Image courtesy of Right to Rise PAC

Bush Vs. Clinton: Transparency Wars
| published March 19, 2015 |

By R. Alan Clanton
Thursday Review editor


The odds of a dynastic rematch in 2016 just got a lot stronger, and Americans may indeed face the prospect—for better or worse—of another presidential election between a Bush and a Clinton. Jeb Bush is raising money faster than any candidate of any party—in history. If his current fundraising pace continues through summer, the smart math analysts say, he will topple even the dizzying numbers hit by Barack Obama and Mitt Romney in 2012. If he can sustain the money pace going into Iowa, he will have raised more money than the combined fundraising in 2012 of Romney and Obama.

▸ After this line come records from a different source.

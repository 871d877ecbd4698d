//! Table-bound query builder.
//!
//! A [`Query`] carries a sanitized table name, an accumulated WHERE
//! [`Fragment`] and ORDER BY terms. Connector methods (`where_`, `and`, `or`
//! and their `_not` forms) return a [`WhereQuery`] cursor; a predicate method
//! on the cursor (`equal`, `like`, `in_list`, ...) completes the condition and
//! hands back a new `Query`.
//!
//! Every call builds a new value. A shared base query is never modified:
//!
//! ```ignore
//! let users = db.table("users", &[]).await;
//!
//! let admins = users.where_("role").equal("admin");
//! let adults = users.where_("age").greater_equal(18).order_by_desc("age");
//!
//! assert!(!users.has_where());
//! assert_eq!(admins.to_where_sql(), "WHERE role = $1");
//! assert_eq!(adults.to_where_sql(), "WHERE age >= 18");
//! ```

use crate::fragment::Fragment;
use crate::param::{Param, ParamList};
use pgquill_check::to_alphanumeric;
use tokio_postgres::types::ToSql;

/// Sort direction of an ORDER BY term.
#[derive(Debug, Clone, Copy, PartialEq, Eq)]
pub enum SortOrder {
    Asc,
    Desc,
}

impl SortOrder {
    fn as_sql(self) -> &'static str {
        match self {
            SortOrder::Asc => "ASC",
            SortOrder::Desc => "DESC",
        }
    }
}

/// One ORDER BY term.
#[derive(Debug, Clone, PartialEq, Eq)]
pub struct OrderTerm {
    pub column: String,
    pub order: SortOrder,
}

/// A table-bound query: WHERE conditions and ordering, ready for a terminal
/// operation (`get`, `set`, `has`, `delete`, `drop_table`).
#[derive(Debug, Clone)]
pub struct Query {
    pub(crate) table: String,
    pub(crate) where_clause: Fragment,
    pub(crate) order: Vec<OrderTerm>,
}

#[derive(Debug, Clone, Copy)]
enum Connector {
    And,
    Or,
}

impl Query {
    /// Create a query for `table`. The name is sanitized.
    pub fn new(table: &str) -> Self {
        Self {
            table: to_alphanumeric(table),
            where_clause: Fragment::new(),
            order: Vec::new(),
        }
    }

    /// The sanitized table name.
    pub fn table(&self) -> &str {
        &self.table
    }

    /// Returns true if a WHERE condition has been added.
    pub fn has_where(&self) -> bool {
        !self.where_clause.is_empty()
    }

    /// The WHERE clause, including the `WHERE ` keyword, or an empty string.
    pub fn to_where_sql(&self) -> String {
        self.where_sql(0)
    }

    /// Parameters bound by the WHERE clause, in placeholder order.
    pub fn where_params(&self) -> &ParamList {
        self.where_clause.params()
    }

    /// ORDER BY terms, in call order.
    pub fn order_terms(&self) -> &[OrderTerm] {
        &self.order
    }

    pub(crate) fn where_sql(&self, offset: usize) -> String {
        if self.where_clause.is_empty() {
            String::new()
        } else {
            format!("WHERE {}", self.where_clause.render(offset))
        }
    }

    pub(crate) fn order_sql(&self) -> String {
        if self.order.is_empty() {
            return String::new();
        }
        let terms = self
            .order
            .iter()
            .map(|t| format!("{} {}", t.column, t.order.as_sql()))
            .collect::<Vec<_>>()
            .join(", ");
        format!("ORDER BY {terms}")
    }

    // ── Connectors ──────────────────────────────────────────────────

    /// Start a condition on `column`. On a query that already has a
    /// condition this behaves like [`Query::and`].
    pub fn where_(&self, column: &str) -> WhereQuery {
        self.cursor(Connector::And, false, column)
    }

    /// Start a negated condition (`NOT column ...`).
    pub fn where_not(&self, column: &str) -> WhereQuery {
        self.cursor(Connector::And, true, column)
    }

    /// Join a condition with ` AND `. Leads the clause if none exists.
    pub fn and(&self, column: &str) -> WhereQuery {
        self.cursor(Connector::And, false, column)
    }

    /// Join a negated condition with ` AND NOT `.
    pub fn and_not(&self, column: &str) -> WhereQuery {
        self.cursor(Connector::And, true, column)
    }

    /// Join a condition with ` OR `. Leads the clause if none exists.
    pub fn or(&self, column: &str) -> WhereQuery {
        self.cursor(Connector::Or, false, column)
    }

    /// Join a negated condition with ` OR NOT `.
    pub fn or_not(&self, column: &str) -> WhereQuery {
        self.cursor(Connector::Or, true, column)
    }

    fn cursor(&self, connector: Connector, not: bool, column: &str) -> WhereQuery {
        let mut prefix = String::new();
        if self.has_where() {
            prefix.push_str(match connector {
                Connector::And => " AND ",
                Connector::Or => " OR ",
            });
        }
        if not {
            prefix.push_str("NOT ");
        }
        prefix.push_str(&to_alphanumeric(column));

        WhereQuery {
            query: self.clone(),
            prefix,
        }
    }

    // ── Ordering ────────────────────────────────────────────────────

    /// Append `column ASC` to the ORDER BY list.
    pub fn order_by(&self, column: &str) -> Query {
        self.push_order(column, SortOrder::Asc)
    }

    /// Append `column DESC` to the ORDER BY list.
    pub fn order_by_desc(&self, column: &str) -> Query {
        self.push_order(column, SortOrder::Desc)
    }

    fn push_order(&self, column: &str, order: SortOrder) -> Query {
        let mut q = self.clone();
        q.order.push(OrderTerm {
            column: to_alphanumeric(column),
            order,
        });
        q
    }
}

/// A pending condition: the connector and column are known, the predicate
/// is not. Consumed by exactly one predicate method.
#[derive(Debug, Clone)]
#[must_use = "a WhereQuery does nothing until a predicate such as `equal` completes it"]
pub struct WhereQuery {
    query: Query,
    prefix: String,
}

impl WhereQuery {
    /// `column = $n`
    pub fn equal<T>(self, value: T) -> Query
    where
        T: ToSql + Send + Sync + 'static,
    {
        self.bind(" = ", Param::new(value))
    }

    /// `column <> $n`
    pub fn not_equal<T>(self, value: T) -> Query
    where
        T: ToSql + Send + Sync + 'static,
    {
        self.bind(" <> ", Param::new(value))
    }

    /// `column LIKE $n`
    pub fn like<T>(self, pattern: T) -> Query
    where
        T: ToSql + Send + Sync + 'static,
    {
        self.bind(" LIKE ", Param::new(pattern))
    }

    /// `column IN ($n, $n+1, ...)`
    ///
    /// With no values the condition is discarded and the query is returned
    /// unchanged.
    pub fn in_list<T, I>(self, values: I) -> Query
    where
        T: ToSql + Send + Sync + 'static,
        I: IntoIterator<Item = T>,
    {
        let params: Vec<Param> = values.into_iter().map(Param::new).collect();
        if params.is_empty() {
            return self.query;
        }
        self.complete(|f| {
            f.push(" IN (").push_param_list(params).push(")");
        })
    }

    /// `column > n`, inlined.
    pub fn greater_than(self, value: i64) -> Query {
        self.literal(" > ", value)
    }

    /// `column < n`, inlined.
    pub fn less_than(self, value: i64) -> Query {
        self.literal(" < ", value)
    }

    /// `column >= n`, inlined.
    pub fn greater_equal(self, value: i64) -> Query {
        self.literal(" >= ", value)
    }

    /// `column <= n`, inlined.
    pub fn less_equal(self, value: i64) -> Query {
        self.literal(" <= ", value)
    }

    /// `column BETWEEN low AND high`, inlined.
    pub fn between(self, low: i64, high: i64) -> Query {
        self.complete(|f| {
            f.push(&format!(" BETWEEN {low} AND {high}"));
        })
    }

    /// `column IS NULL`
    pub fn is_null(self) -> Query {
        self.complete(|f| {
            f.push(" IS NULL");
        })
    }

    /// `column IS NOT NULL`
    pub fn is_not_null(self) -> Query {
        self.complete(|f| {
            f.push(" IS NOT NULL");
        })
    }

    pub(crate) fn bind(self, op: &str, param: Param) -> Query {
        self.complete(|f| {
            f.push(op).push_param(param);
        })
    }

    fn literal(self, op: &str, value: i64) -> Query {
        self.complete(|f| {
            f.push(op).push(&value.to_string());
        })
    }

    fn complete(self, predicate: impl FnOnce(&mut Fragment)) -> Query {
        let WhereQuery { mut query, prefix } = self;
        query.where_clause.push(&prefix);
        predicate(&mut query.where_clause);
        query
    }
}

Questions about whether Bush is a serious candidate no longer need to be asked. While the money flows, he is running.

And in the so-called transparency wars—those early skirmishes designed to diffuse unignited stink bombs and get out in front of media scrutiny and negative spin—Bush is beating Hillary Clinton hands-down. Back in January and February Bush released hundreds of thousands of emails, disclosed thousands of documents related to all of his business interests and commercial ventures, and basically made available every piece of paper he has come in contact with in more than two decades of work and public activity. One friend likened it to building a Presidential Library before you become President.

Back in 1999, early in his tenure as Governor of the Sunshine State, Bush—policy wonk and stickler for detail—wrote to a supporter and included the semi-rhetorical question “I wonder if this email is a matter of public record?” He included more than a dozen questions marks after the brief daydream. More than 15 years have passed, and Bush appears eerily prescient on the question of emails and full disclosure.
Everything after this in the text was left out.